The problem: Please repeat, from the entries that follow, the lines from the one containing "and dynamic resources" through the one containing "impl<R: 'static> ResourceSet<R>" exactly, adding nothing.

Source material:
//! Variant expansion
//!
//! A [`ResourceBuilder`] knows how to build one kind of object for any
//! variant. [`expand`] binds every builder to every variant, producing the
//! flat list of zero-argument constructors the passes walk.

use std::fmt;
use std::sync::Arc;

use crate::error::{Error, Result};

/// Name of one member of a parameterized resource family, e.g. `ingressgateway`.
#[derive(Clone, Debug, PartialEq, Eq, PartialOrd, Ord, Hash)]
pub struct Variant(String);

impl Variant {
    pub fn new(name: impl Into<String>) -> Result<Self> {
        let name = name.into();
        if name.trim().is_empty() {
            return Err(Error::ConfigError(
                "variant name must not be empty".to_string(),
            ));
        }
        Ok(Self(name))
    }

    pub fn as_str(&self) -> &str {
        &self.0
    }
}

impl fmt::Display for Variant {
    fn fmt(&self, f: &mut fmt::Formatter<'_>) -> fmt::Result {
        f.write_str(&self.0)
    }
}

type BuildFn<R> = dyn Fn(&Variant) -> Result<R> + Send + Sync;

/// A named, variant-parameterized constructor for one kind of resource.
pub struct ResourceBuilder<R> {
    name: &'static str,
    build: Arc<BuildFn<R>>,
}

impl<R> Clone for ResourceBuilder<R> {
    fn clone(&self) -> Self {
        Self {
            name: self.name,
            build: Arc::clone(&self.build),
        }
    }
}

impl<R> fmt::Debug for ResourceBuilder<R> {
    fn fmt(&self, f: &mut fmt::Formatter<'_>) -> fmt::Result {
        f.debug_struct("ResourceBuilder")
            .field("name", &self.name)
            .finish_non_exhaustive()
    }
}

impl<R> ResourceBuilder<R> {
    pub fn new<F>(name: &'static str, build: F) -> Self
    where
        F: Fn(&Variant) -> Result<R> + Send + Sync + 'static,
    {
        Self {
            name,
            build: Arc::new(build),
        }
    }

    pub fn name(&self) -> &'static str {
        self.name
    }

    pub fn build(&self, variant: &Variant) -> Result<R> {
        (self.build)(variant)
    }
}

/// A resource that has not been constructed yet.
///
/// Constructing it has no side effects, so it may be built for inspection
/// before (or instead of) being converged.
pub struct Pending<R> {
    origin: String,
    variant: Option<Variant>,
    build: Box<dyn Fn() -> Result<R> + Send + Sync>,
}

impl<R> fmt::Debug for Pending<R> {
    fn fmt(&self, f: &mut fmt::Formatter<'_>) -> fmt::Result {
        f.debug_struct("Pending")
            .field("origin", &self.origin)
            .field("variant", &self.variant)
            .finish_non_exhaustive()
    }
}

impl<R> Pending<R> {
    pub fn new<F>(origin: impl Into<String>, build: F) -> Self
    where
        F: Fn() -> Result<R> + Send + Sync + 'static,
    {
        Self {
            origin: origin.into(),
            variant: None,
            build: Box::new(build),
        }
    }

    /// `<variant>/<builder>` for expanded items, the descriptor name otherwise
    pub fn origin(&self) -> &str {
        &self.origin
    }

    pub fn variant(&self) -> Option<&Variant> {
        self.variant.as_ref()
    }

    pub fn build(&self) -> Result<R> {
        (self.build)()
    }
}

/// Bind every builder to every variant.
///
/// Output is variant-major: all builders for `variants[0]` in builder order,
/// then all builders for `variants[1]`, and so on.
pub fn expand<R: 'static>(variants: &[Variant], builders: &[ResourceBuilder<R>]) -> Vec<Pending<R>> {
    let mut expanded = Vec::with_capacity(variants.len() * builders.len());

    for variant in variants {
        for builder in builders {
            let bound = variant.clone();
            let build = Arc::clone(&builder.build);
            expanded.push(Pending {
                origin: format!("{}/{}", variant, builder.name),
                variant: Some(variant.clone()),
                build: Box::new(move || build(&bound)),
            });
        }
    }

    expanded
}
--
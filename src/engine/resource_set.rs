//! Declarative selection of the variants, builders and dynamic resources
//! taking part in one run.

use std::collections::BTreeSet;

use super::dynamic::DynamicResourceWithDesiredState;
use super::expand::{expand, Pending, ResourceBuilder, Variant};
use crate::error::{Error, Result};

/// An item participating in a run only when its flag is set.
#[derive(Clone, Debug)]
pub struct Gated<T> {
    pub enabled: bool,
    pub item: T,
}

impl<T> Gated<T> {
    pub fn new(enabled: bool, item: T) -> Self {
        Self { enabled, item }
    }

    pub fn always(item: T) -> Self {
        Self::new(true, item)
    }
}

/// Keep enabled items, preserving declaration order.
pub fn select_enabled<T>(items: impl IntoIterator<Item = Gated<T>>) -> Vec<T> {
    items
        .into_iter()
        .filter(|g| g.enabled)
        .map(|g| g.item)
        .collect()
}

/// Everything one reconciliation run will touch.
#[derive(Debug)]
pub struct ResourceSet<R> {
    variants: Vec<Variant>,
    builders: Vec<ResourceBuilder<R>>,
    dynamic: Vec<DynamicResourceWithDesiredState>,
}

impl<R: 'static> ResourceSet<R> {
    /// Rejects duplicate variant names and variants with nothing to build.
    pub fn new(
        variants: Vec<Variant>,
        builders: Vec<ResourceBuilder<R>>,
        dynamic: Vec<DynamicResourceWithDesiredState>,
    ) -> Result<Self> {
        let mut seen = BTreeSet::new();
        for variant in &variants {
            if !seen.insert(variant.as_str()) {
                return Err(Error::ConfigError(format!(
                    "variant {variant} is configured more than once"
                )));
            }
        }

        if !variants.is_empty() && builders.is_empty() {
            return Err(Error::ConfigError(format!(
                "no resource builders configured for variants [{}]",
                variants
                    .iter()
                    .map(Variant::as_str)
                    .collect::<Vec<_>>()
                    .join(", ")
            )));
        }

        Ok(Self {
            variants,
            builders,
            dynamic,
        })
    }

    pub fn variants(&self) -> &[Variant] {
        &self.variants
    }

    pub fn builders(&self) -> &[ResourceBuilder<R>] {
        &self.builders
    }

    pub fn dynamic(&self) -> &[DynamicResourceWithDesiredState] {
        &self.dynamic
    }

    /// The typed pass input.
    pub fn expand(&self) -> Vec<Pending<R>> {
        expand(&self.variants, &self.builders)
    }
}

Solution below:
//! Declarative selection of the variants, builders and dynamic resources
//! taking part in one run.

use std::collections::BTreeSet;

use super::dynamic::DynamicResourceWithDesiredState;
use super::expand::{expand, Pending, ResourceBuilder, Variant};
use crate::error::{Error, Result};

/// An item participating in a run only when its flag is set.
#[derive(Clone, Debug)]
pub struct Gated<T> {
    pub enabled: bool,
    pub item: T,
}

impl<T> Gated<T> {
    pub fn new(enabled: bool, item: T) -> Self {
        Self { enabled, item }
    }

    pub fn always(item: T) -> Self {
        Self::new(true, item)
    }
}

/// Keep enabled items, preserving declaration order.
pub fn select_enabled<T>(items: impl IntoIterator<Item = Gated<T>>) -> Vec<T> {
    items
        .into_iter()
        .filter(|g| g.enabled)
        .map(|g| g.item)
        .collect()
}

/// Everything one reconciliation run will touch.
#[derive(Debug)]
pub struct ResourceSet<R> {
    variants: Vec<Variant>,
    builders: Vec<ResourceBuilder<R>>,
    dynamic: Vec<DynamicResourceWithDesiredState>,
}

impl<R: 'static> ResourceSet<R> {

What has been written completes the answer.